LocalBinder binder = LocalConfig.builder().withId( "my-world" )
	.withProvider( Scheduler.class, Dsol3Scheduler.class )
	.withProvider( Actor.Factory.class, Actor.Factory.LocalCaching.class )
	.withProvider( Transaction.Factory.class, Transaction.Factory.LocalCaching.class )
	.withProvider( Fact.Factory.class, Fact.Factory.SimpleProxies.class )
	.withProvider( FactBank.class, FactBank.SimpleCache.class )
	.withProvider( FactExchange.class, FactExchange.SimpleBus.class )
	.build().create();

Step 3: Run your scenario

Finally, start the scheduler and await completion:

CountDownLatch latch = new CountDownLatch(1);
World world = binder.inject( World.class );
world.scheduler().time().subscribe(
	t -> System.out.println( "t=" + t.prettify( world.actors.offset() ) ),
	Thrower::rethrowUnchecked, latch::countDown );
world.scheduler().resume();
latch.await();
System.out.println( "End reached!" );

Example Usage: Supplier and Consumer Performing Sale Transactions

Suppose we have a World with two organizations trading as Supplier1 and Consumer1 via their respective Sales and Procurement departments in a monthly pattern.
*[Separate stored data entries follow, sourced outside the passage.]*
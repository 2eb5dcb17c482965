use async_trait::async_trait;
use serde::Serialize;

use foodiebuddy_shared::{Collection, CollectionKind, OwnedIngredient};

use crate::error::StoreError;

/// One cross-collection match for a standard name.
#[derive(Debug, Clone, PartialEq, Eq, Serialize)]
pub struct IngredientMatch {
    pub in_fridge: bool,
    pub category: String,
    pub displayed_name: String,
}

/// The remote document store, reduced to the flat async CRUD contract the
/// core assumes of it: keyed ingredient records tagged with an owning user,
/// a collection kind, and a category string. Calls succeed or fail
/// individually; nothing here is atomic across multiple items, and reads are
/// expected to see a session's own completed writes.
#[async_trait]
pub trait CollectionStore: Send + Sync {
    /// Persist a new ingredient (its `id` field is ignored) and return the
    /// generated id.
    async fn create(
        &self,
        user_id: &str,
        kind: CollectionKind,
        item: &OwnedIngredient,
    ) -> Result<String, StoreError>;

    /// Delete one ingredient by id. Deleting an id that no longer exists is a
    /// successful no-op.
    async fn delete(&self, user_id: &str, kind: CollectionKind, id: &str)
        -> Result<(), StoreError>;

    /// Retag every ingredient in `from` with the category `to`, returning how
    /// many rows moved. Moving zero rows is a successful no-op.
    async fn update_category(
        &self,
        user_id: &str,
        kind: CollectionKind,
        from: &str,
        to: &str,
    ) -> Result<u64, StoreError>;

    /// Fetch the whole collection, grouped by category.
    async fn fetch_all(
        &self,
        user_id: &str,
        kind: CollectionKind,
    ) -> Result<Collection, StoreError>;

    /// Find every ingredient of this user, in either collection, whose stored
    /// standard name equals `standard_name`.
    async fn query_by_standard_name(
        &self,
        user_id: &str,
        standard_name: &str,
    ) -> Result<Vec<IngredientMatch>, StoreError>;
}
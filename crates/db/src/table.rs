use sea_query::Iden;

#[derive(Iden, Clone)]
pub enum Ingredient {
    Table,
    Id,
    UserId,
    Kind,
    Category,
    DisplayedName,
    StandardName,
    IsChecked,
    CreatedAt,
}
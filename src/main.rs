use anyhow::Result;
use clap::{Parser, Subcommand};
use sqlx::migrate::MigrateDatabase;
use sqlx::sqlite::SqlitePoolOptions;
use sqlx_migrator::{Migrate, Plan};

/// foodiebuddy - recipe, grocery and fridge tracking
#[derive(Parser)]
#[command(name = "foodiebuddy")]
#[command(about = "Grocery and fridge ingredient tracking", long_about = None)]
struct Cli {
    /// Path to configuration file
    #[arg(long, global = true)]
    config: Option<String>,

    #[command(subcommand)]
    command: Commands,
}

#[derive(Subcommand)]
enum Commands {
    /// Run database migrations
    Migrate,
    /// Drop database if exists and recreate with migrations
    Reset,
}

#[tokio::main]
async fn main() -> Result<()> {
    let cli = Cli::parse();

    // Load configuration
    let config = foodiebuddy::config::Config::load(cli.config.clone())?;
    config.validate().map_err(|e| anyhow::anyhow!(e))?;

    // Initialize observability (tracing + logging)
    foodiebuddy::observability::init_observability(&config.observability.log_level)?;

    match cli.command {
        Commands::Migrate => migrate_command(config).await,
        Commands::Reset => reset_command(config).await,
    }
}

#[tracing::instrument(skip(config))]
async fn migrate_command(config: foodiebuddy::config::Config) -> Result<()> {
    tracing::info!("Running database migrations...");

    // Create database if it doesn't exist
    if !sqlx::Sqlite::database_exists(&config.database.url).await? {
        tracing::info!("Database does not exist, creating: {}", config.database.url);
        sqlx::Sqlite::create_database(&config.database.url).await?;
    }

    // Set up database connection pool
    let db_pool = SqlitePoolOptions::new()
        .max_connections(1)
        .connect(&config.database.url)
        .await?;

    // Run migrations
    run_migrations(&db_pool).await?;

    tracing::info!("Migrations completed successfully");

    Ok(())
}

#[tracing::instrument(skip(config))]
async fn reset_command(config: foodiebuddy::config::Config) -> Result<()> {
    tracing::info!("Resetting database...");

    // Drop database if it exists
    if sqlx::Sqlite::database_exists(&config.database.url).await? {
        tracing::warn!("Dropping existing database: {}", config.database.url);
        sqlx::Sqlite::drop_database(&config.database.url).await?;
        tracing::info!("Database dropped successfully");
    } else {
        tracing::info!("Database does not exist, nothing to drop");
    }

    // Run migrate command to recreate and apply migrations
    migrate_command(config).await?;

    tracing::info!("Database reset completed successfully");

    Ok(())
}

#[tracing::instrument(skip(pool))]
async fn run_migrations(pool: &sqlx::SqlitePool) -> Result<()> {
    let migrator = foodiebuddy_db::migrator()?;
    let mut conn = pool.acquire().await?;
    migrator.run(&mut *conn, &Plan::apply_all()).await?;

    Ok(())
}
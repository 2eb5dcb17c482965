use sea_query::{Index, IndexCreateStatement, IndexDropStatement};

use crate::table::Ingredient;

pub struct Operation;

fn up_statement() -> IndexCreateStatement {
    Index::create()
        .name("idx_ingredient_owner")
        .table(Ingredient::Table)
        .col(Ingredient::UserId)
        .col(Ingredient::Kind)
        .col(Ingredient::Category)
        .to_owned()
}

fn down_statement() -> IndexDropStatement {
    Index::drop()
        .name("idx_ingredient_owner")
        .table(Ingredient::Table)
        .to_owned()
}

#[async_trait::async_trait]
impl sqlx_migrator::Operation<sqlx::Sqlite> for Operation {
    async fn up(
        &self,
        connection: &mut sqlx::SqliteConnection,
    ) -> Result<(), sqlx_migrator::Error> {
        let statement = up_statement().to_string(sea_query::SqliteQueryBuilder);
        sqlx::query(&statement).execute(connection).await?;

        Ok(())
    }

    async fn down(
        &self,
        connection: &mut sqlx::SqliteConnection,
    ) -> Result<(), sqlx_migrator::Error> {
        let statement = down_statement().to_string(sea_query::SqliteQueryBuilder);
        sqlx::query(&statement).execute(connection).await?;

        Ok(())
    }
}
impl EditSession {
    pub fn new(kind: CollectionKind, snapshot: Collection) -> Self {
        let reserved = snapshot
            .category_names()
            .map(str::to_string)
            .collect::<BTreeSet<_>>();

        Self {
            kind,
            snapshot,
            new_items: BTreeMap::new(),
            removed_ids: BTreeMap::new(),
            renamed: BTreeMap::new(),
            new_categories: BTreeMap::new(),
            deleted: BTreeSet::new(),
            reserved,
        }
    }

    pub fn kind(&self) -> CollectionKind {
        self.kind
    }

    pub fn snapshot(&self) -> &Collection {
        &self.snapshot
    }

    pub fn reserved_categories(&self) -> &BTreeSet<String> {
        &self.reserved
    }

    pub fn removed_ids(&self) -> &BTreeMap<String, Vec<String>> {
        &self.removed_ids
    }

    pub fn new_items(&self) -> &BTreeMap<String, Vec<OwnedIngredient>> {
        &self.new_items
    }

    pub fn new_categories(&self) -> &BTreeMap<String, Vec<OwnedIngredient>> {
        &self.new_categories
    }

    pub fn renamed_categories(&self) -> &BTreeMap<String, String> {
        &self.renamed
    }

    pub fn deleted_categories(&self) -> &BTreeSet<String> {
        &self.deleted
    }

    /// True when committing would be a plain refetch.
    pub fn is_empty(&self) -> bool {
        self.new_items.is_empty()
            && self.removed_ids.is_empty()
            && self.renamed.is_empty()
            && self.new_categories.is_empty()
            && self.deleted.is_empty()
    }

    /// Stage one ingredient addition under a reserved category.
    ///
    /// The display name is normalized here; a collision on the normalized
    /// name against the category's persisted ingredients (minus those staged
    /// for removal) or its staged additions is reported and nothing is
    /// staged. When the category is the target of a pending rename, the
    /// rename source's ingredients, persisted and staged alike, count too,
    /// since everything ends up in the same category after commit.
    pub fn stage_addition(
        &mut self,
        category: &str,
        display_name: &str,
    ) -> Result<(), StageConflict> {
        if !self.reserved.contains(category) {
            return Err(StageConflict::UnknownCategory(category.to_string()));
        }

        let standard_name = normalize(display_name);
        if self.is_duplicate_in(category, &standard_name) {
            tracing::debug!(category, display_name, "rejected duplicate addition");
            return Err(StageConflict::DuplicateIngredient {
                category: category.to_string(),
                displayed_name: display_name.to_string(),
            });
        }

        let item = OwnedIngredient::staged(display_name, standard_name, category);
        if let Some(staged) = self.new_categories.get_mut(category) {
            staged.push(item);
        } else {
            self.new_items
                .entry(category.to_string())
                .or_default()
                .push(item);
        }

        Ok(())
    }

    /// Stage the removal of an ingredient.
    ///
    /// A persisted ingredient is recorded for remote deletion; a staged-only
    /// one is simply dropped from its staged list and never reaches the
    /// removal map. A staged item shown under a rename target is still keyed
    /// under the rename source, so the source lists are searched too.
    /// Removing something that is not there is a no-op.
    pub fn stage_removal(&mut self, category: &str, ingredient: &OwnedIngredient) {
        if ingredient.is_persisted() {
            // Key by the ingredient's own snapshot category: the caller may
            // name a rename target, but the row still lives under the source.
            self.removed_ids
                .entry(ingredient.category.clone())
                .or_default()
                .push(ingredient.id.clone());
            return;
        }

        let unstage = |staged: &mut Vec<OwnedIngredient>| {
            match staged
                .iter()
                .position(|item| item.standard_name == ingredient.standard_name)
            {
                Some(pos) => {
                    staged.remove(pos);
                    true
                }
                None => false,
            }
        };

        if let Some(staged) = self.new_categories.get_mut(category) {
            // The category itself stays staged even when it empties out.
            if unstage(staged) {
                return;
            }
        }

        let sources: Vec<String> = self
            .renamed
            .iter()
            .filter(|(_, target)| target.as_str() == category)
            .map(|(old, _)| old.clone())
            .collect();
        for key in std::iter::once(category.to_string()).chain(sources) {
            if let Some(staged) = self.new_items.get_mut(&key) {
                let found = unstage(staged);
                if staged.is_empty() {
                    self.new_items.remove(&key);
                }
                if found {
                    return;
                }
            }
        }
    }

    /// Reserve a brand-new category name.
    ///
    /// A name already reserved, or deleted earlier in this session, is
    /// rejected: commit order creates items before it deletes categories, so
    /// re-creating a deleted name in the same session would destroy the new
    /// items.
    pub fn stage_category_create(&mut self, name: &str) -> Result<(), StageConflict> {
        if self.reserved.contains(name) || self.deleted.contains(name) {
            return Err(StageConflict::DuplicateCategoryName(name.to_string()));
        }

        self.new_categories.insert(name.to_string(), Vec::new());
        self.reserved.insert(name.to_string());

        Ok(())
    }

    /// Stage the deletion of a category and, transitively, its ingredients.
    ///
    /// Staged additions under the name are discarded since the category will
    /// not exist; a pending rename of the name is dropped with it. Deleting a
    /// staged-only category just un-stages it, there is nothing remote to
    /// touch. Unknown names are a no-op.
    pub fn stage_category_delete(&mut self, name: &str) {
        if self.new_categories.remove(name).is_some() {
            self.reserved.remove(name);
            return;
        }

        if self.snapshot.contains_category(name) && !self.deleted.contains(name) {
            self.deleted.insert(name.to_string());
            self.reserved.remove(name);
            self.new_items.remove(name);
            self.renamed.remove(name);
        }
    }

    /// Stage a category rename.
    ///
    /// Only records the mapping; the new name is not validated against other
    /// categories or other renames. Renaming onto a live category merges at
    /// commit time, and two renames to the same target are last-write-wins.
    /// A staged-only category is rekeyed in place instead.
    pub fn stage_category_rename(&mut self, old: &str, new: &str) -> Result<(), StageConflict> {
        if let Some(staged) = self.new_categories.remove(old) {
            let staged = staged
                .into_iter()
                .map(|mut item| {
                    item.category = new.to_string();
                    item
                })
                .collect();
            self.new_categories.insert(new.to_string(), staged);
            self.reserved.remove(old);
            self.reserved.insert(new.to_string());
            return Ok(());
        }

        if !self.snapshot.contains_category(old) || self.deleted.contains(old) {
            return Err(StageConflict::UnknownCategory(old.to_string()));
        }

        if let Some(previous_target) = self.renamed.insert(old.to_string(), new.to_string()) {
            self.release_reserved(&previous_target);
        }
        self.release_reserved(old);
        self.reserved.insert(new.to_string());

        Ok(())
    }

    /// Drop `name` from the reserved set unless something still claims it: a
    /// live snapshot category, a staged new category, or another rename
    /// pointing at it.
    fn release_reserved(&mut self, name: &str) {
        let claimed = (self.snapshot.contains_category(name)
            && !self.deleted.contains(name)
            && !self.renamed.contains_key(name))
            || self.new_categories.contains_key(name)
            || self.renamed.values().any(|target| target == name);
        if !claimed {
            self.reserved.remove(name);
        }
    }

    /// Throw away everything staged; the reserved set reloads from the
    /// snapshot.
    pub fn discard(&mut self) {
        self.new_items.clear();
        self.removed_ids.clear();
        self.renamed.clear();
        self.new_categories.clear();
        self.deleted.clear();
        self.reserved = self
            .snapshot
            .category_names()
            .map(str::to_string)
            .collect();
    }

    /// Apply the staged edits to the snapshot, without touching the store.
    ///
    /// This is what the UI renders while editing. The application order
    /// mirrors the commit stages: removals, additions, renames (merging),
    /// category deletions. One divergence: a created-but-still-empty category
    /// shows up here, while after a real commit it only exists once an
    /// ingredient lands under it.
    pub fn preview(&self) -> Collection {
        let mut preview = self.snapshot.clone();

        for (category, ids) in &self.removed_ids {
            for id in ids {
                preview.remove_item(category, id);
            }
        }

        for items in self.new_items.values() {
            for item in items {
                preview.insert(item.clone());
            }
        }

        for (name, items) in &self.new_categories {
            preview.ensure_category(name);
            for item in items {
                preview.insert(item.clone());
            }
        }

        for (old, new) in &self.renamed {
            preview.rename_category(old, new);
        }

        for name in &self.deleted {
            preview.remove_category(name);
        }

        preview
    }

    /// Duplicate check for an addition under `category`: persisted
    /// ingredients not staged for removal, staged additions, and both of
    /// those again for any rename source pointing at `category`, since a
    /// source's items (persisted and staged alike) land in the target at
    /// commit time.
    fn is_duplicate_in(&self, category: &str, standard_name: &str) -> bool {
        if standard_name.is_empty() {
            // Empty keys never match anything.
            return false;
        }

        let persisted_conflict = |cat: &str| {
            let removed: &[String] = self.removed_ids.get(cat).map_or(&[], Vec::as_slice);
            self.snapshot
                .items(cat)
                .iter()
                .any(|item| item.standard_name == standard_name && !removed.contains(&item.id))
        };
        let staged_conflict = |cat: &str| {
            self.new_items
                .get(cat)
                .into_iter()
                .chain(self.new_categories.get(cat))
                .flatten()
                .any(|item| item.standard_name == standard_name)
        };

        if persisted_conflict(category) || staged_conflict(category) {
            return true;
        }

        self.renamed
            .iter()
            .any(|(old, new)| new == category && (persisted_conflict(old) || staged_conflict(old)))
    }
}
use thiserror::Error;

use crate::commit::CommitStage;

pub type PantryResult<T> = Result<T, PantryError>;

/// Locally detected staging conflicts. These never cross the component
/// boundary as failures: the staging operation is a no-op and the conflict is
/// returned for the caller to surface, typically as a toast.
#[derive(Error, Debug, Clone, PartialEq, Eq)]
pub enum StageConflict {
    #[error("category \"{0}\" already exists")]
    DuplicateCategoryName(String),

    #[error("\"{displayed_name}\" is already in {category}")]
    DuplicateIngredient {
        category: String,
        displayed_name: String,
    },

    #[error("category \"{0}\" does not exist in this collection")]
    UnknownCategory(String),
}

/// Failures reported by a collection store implementation.
#[derive(Error, Debug)]
pub enum StoreError {
    #[error("database error: {0}")]
    Database(#[from] sqlx::Error),

    #[error("corrupt ingredient row: {0}")]
    Decode(String),
}

#[derive(Error, Debug)]
pub enum PantryError {
    /// A remote call failed partway through a commit. Earlier stages are NOT
    /// rolled back (the store offers no cross-document transactions); the
    /// caller must refetch and reconcile, or retry with a fresh session.
    #[error("store operation failed during {stage}: {source}")]
    StoreOperationFailed {
        stage: CommitStage,
        source: StoreError,
    },

    #[error(transparent)]
    Store(#[from] StoreError),
}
We could implement this as follows:

@Singleton // inject the same instance across the container
public class World implements Proactive
{
	/** The local {@link Scheduler} for generating proactive behavior */
	private final Scheduler scheduler;
	
	/** The local {@link Actor.Factory} for (cached) {@link Actor} objects */
	private final Actor.Factory actors;
	
	/** dependency-injectable {@link World} constructor */
	@Inject 
	public World( Scheduler scheduler, Actor.Factory actors )
	{
		this.actors = actors;
		this.scheduler = scheduler;
		scheduler.onReset( this::init ); // initialize upon scheduler reset
	}
	
	@Override
	public scheduler(){ return this.scheduler; }
	
	/** A type of {@link Fact} reflecting the {@link Sale} transaction kind */
	public interface Sale extends Fact { }
	
	/** A specialist/performer view for (executing) {@link Sale} transactions */
	public interface SalesDept extends Actor<Sale> { }
	
	/** A specialist/performer view for (initiating) {@link Sale} transactions */
	public interface BuyingDept extends Actor<Sale> { }

	/** initialize the {@link World} */
	public void init()
	{
		// 1. create the "Supplier1" organization with "Sales" dept
		Actor<Fact> supplier1 = this.actors.create( "Supplier1" );
		SalesDept salesDept = supplier1.specialist( SalesDept.class );
		
		// 2. add "Sale" execution behavior to "Sales" dept
		salesDept.emit( FactKind.REQUESTED ).subscribe( 
			rq -> after( Duration.of( 1, Units.DAYS ) ).call( 
				t -> salesDept.respond( rq, FactKind.STATED ).commit() ) );
				
		// 3. create the "Consumer1" organization with "Buying" dept
		Actor<Fact> consumer1 = this.actors.create( "Consumer1" );
		BuyingDept buyingDept = consumer1.specialist( BuyingDept.class );
		
		// 4. add "Sale" acceptance behavior to "Buying" dept
		buyingDept.emit( FactKind.STATED ).subscribe( 
			st -> System.err.println( "Sale was executed: " + st ) );
		
		// 5. add "Sale" initiating behavior: each month at the 30th at midnight 
		Timing timing = Timing.valueOf( "0 0 0 30 * ? *" );
		atEach( timing.offset( this.actors.offset() ).iterate(), 
			t -> buyingDept.initiate( supplier1.id() ).commit() )
	}
}

Features

Adding properties to Fact and Actor subtypes

When you specify bean property read and write methods to your Fact or Actor interface extension, they will be considered as type-safe proxy getters and setters, reading from and writing to the #properties() mapping. Furthermore, default methods are supported, so you can also apply the builder pattern to your specification.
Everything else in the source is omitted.